[[ Records for the task open ]]

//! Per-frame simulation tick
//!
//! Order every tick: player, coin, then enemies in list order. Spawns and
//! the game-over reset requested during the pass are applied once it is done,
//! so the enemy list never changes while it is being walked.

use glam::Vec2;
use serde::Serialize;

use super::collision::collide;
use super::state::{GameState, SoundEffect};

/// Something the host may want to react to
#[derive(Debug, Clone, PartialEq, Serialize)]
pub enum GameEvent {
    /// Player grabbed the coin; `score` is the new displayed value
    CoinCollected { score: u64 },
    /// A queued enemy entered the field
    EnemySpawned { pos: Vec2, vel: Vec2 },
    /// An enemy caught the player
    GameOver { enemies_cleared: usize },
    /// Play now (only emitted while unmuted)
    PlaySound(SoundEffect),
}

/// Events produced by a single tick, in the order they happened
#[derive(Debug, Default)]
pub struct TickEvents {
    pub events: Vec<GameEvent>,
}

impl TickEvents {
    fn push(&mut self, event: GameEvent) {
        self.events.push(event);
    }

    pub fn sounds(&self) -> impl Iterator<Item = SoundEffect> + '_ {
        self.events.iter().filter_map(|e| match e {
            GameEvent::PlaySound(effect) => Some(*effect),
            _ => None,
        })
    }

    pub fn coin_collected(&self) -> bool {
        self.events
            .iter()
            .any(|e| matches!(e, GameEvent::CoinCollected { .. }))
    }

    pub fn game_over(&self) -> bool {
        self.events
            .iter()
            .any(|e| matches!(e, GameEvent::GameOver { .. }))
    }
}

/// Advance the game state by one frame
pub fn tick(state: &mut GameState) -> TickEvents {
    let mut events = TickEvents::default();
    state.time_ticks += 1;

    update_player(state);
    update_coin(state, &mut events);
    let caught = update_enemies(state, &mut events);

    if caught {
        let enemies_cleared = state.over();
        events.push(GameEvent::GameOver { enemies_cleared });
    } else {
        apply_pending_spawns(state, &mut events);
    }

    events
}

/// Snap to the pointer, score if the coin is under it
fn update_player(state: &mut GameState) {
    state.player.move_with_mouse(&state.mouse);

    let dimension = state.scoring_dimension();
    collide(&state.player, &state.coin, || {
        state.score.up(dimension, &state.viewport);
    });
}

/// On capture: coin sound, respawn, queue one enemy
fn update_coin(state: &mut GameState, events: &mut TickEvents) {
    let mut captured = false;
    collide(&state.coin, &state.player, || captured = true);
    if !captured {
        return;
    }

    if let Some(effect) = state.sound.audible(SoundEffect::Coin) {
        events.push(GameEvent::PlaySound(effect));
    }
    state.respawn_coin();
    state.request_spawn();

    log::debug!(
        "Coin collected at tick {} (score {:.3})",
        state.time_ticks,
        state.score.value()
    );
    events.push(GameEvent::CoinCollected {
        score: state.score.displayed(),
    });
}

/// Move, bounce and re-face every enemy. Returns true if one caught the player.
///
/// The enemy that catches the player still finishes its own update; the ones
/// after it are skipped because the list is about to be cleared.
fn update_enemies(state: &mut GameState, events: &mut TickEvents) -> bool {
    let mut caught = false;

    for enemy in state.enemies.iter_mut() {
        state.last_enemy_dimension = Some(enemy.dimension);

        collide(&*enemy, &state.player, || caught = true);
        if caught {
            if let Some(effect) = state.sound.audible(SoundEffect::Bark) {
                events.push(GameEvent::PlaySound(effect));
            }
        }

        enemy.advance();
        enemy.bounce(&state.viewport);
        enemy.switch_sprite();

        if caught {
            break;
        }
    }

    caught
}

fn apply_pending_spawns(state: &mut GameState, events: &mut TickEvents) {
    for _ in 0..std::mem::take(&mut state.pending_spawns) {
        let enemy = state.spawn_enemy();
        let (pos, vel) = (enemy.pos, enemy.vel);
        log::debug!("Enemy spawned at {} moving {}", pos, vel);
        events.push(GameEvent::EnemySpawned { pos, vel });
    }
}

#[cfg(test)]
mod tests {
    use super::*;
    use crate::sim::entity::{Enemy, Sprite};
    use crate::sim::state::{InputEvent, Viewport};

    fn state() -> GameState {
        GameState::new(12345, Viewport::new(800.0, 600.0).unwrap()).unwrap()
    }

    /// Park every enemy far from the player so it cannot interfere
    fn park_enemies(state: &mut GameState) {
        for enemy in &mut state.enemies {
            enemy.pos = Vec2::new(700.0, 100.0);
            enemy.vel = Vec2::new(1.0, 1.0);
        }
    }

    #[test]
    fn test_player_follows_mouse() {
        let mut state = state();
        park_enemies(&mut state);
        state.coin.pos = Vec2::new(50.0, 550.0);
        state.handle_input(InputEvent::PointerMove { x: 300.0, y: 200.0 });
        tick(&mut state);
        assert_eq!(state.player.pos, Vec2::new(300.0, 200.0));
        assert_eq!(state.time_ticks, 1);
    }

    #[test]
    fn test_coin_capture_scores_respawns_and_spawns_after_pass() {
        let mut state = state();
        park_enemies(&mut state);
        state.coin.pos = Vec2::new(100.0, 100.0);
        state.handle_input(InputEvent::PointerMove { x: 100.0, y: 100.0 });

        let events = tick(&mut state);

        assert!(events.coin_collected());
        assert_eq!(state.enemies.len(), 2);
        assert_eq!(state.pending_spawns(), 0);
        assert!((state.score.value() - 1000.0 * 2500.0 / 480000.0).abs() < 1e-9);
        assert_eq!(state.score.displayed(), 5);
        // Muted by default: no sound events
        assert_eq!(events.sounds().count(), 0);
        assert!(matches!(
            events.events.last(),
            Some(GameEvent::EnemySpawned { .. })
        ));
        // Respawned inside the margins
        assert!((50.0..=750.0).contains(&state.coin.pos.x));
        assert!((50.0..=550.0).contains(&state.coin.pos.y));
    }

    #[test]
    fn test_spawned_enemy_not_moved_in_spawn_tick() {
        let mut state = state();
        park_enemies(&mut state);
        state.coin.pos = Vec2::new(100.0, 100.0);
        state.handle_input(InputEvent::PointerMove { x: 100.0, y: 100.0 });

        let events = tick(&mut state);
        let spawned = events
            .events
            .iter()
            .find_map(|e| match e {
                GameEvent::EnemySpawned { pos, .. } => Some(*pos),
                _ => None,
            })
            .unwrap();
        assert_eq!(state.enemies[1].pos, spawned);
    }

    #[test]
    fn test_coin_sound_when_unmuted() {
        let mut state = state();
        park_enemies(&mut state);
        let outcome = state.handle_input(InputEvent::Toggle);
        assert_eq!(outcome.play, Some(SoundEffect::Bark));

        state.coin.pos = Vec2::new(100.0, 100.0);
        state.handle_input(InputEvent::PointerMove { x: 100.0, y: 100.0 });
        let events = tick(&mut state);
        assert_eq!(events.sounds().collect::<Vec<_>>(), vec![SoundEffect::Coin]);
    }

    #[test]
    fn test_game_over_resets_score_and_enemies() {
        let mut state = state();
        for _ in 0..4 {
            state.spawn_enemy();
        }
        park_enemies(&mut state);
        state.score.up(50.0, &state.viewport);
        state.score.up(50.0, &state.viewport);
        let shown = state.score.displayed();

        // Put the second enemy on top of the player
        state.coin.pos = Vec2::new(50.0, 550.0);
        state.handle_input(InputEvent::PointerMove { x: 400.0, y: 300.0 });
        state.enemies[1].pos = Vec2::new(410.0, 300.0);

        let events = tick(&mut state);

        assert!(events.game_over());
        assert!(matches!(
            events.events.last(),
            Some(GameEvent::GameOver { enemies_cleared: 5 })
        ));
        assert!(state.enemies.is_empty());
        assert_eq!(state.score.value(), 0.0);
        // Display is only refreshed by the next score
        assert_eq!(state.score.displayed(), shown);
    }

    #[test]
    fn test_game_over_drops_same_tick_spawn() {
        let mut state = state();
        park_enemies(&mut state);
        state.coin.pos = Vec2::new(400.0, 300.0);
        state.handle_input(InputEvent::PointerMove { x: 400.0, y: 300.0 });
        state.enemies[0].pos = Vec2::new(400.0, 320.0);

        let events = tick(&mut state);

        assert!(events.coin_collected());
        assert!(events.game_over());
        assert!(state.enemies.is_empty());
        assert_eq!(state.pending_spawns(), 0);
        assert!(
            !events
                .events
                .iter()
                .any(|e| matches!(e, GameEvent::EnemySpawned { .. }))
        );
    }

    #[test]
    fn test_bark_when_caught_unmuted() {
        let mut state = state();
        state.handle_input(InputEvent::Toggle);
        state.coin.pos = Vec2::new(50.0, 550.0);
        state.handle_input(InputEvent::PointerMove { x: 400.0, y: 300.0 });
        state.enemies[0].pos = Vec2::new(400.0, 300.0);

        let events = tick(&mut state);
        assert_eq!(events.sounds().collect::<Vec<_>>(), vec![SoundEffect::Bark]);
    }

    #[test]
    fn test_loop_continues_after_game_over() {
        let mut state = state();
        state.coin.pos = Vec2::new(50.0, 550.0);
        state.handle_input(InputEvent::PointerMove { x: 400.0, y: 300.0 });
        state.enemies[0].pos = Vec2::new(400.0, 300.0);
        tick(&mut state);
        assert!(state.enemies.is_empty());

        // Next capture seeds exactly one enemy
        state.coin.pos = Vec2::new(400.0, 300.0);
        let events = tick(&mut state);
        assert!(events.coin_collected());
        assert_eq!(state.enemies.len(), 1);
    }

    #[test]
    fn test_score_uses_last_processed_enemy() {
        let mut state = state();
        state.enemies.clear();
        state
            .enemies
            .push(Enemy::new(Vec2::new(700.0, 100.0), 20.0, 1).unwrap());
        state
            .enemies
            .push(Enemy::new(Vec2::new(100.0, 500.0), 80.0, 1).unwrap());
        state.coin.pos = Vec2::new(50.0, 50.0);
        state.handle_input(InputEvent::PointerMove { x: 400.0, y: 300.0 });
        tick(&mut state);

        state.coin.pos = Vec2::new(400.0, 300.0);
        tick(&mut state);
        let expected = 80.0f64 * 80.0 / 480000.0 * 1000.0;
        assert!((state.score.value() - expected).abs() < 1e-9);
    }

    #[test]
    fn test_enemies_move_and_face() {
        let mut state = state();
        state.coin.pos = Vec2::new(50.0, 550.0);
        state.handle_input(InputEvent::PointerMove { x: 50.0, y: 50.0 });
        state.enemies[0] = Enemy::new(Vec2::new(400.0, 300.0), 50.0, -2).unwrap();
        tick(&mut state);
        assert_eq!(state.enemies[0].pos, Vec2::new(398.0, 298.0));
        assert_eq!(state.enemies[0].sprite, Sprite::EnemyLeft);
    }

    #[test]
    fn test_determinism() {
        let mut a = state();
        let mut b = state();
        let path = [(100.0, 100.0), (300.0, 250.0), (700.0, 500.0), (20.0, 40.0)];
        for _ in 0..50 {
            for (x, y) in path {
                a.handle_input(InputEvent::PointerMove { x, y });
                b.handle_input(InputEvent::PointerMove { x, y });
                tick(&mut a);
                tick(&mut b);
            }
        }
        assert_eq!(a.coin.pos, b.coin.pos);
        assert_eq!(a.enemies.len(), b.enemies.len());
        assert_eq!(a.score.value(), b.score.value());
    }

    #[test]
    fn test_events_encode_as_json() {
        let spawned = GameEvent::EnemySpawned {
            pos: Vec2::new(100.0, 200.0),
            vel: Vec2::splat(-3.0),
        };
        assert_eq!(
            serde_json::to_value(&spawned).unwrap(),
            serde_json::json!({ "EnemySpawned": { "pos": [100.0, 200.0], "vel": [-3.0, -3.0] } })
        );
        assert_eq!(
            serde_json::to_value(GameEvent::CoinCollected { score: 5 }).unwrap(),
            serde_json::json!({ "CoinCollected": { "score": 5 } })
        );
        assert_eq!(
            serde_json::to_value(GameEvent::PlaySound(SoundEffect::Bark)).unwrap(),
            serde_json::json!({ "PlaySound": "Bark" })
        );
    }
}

[[ Records for the task closed ]]

Required action: Look through the entries above and report each line where the string "derive" occurs.

Solution for this problem:
#[derive(Debug, Clone, PartialEq, Serialize)]
#[derive(Debug, Default)]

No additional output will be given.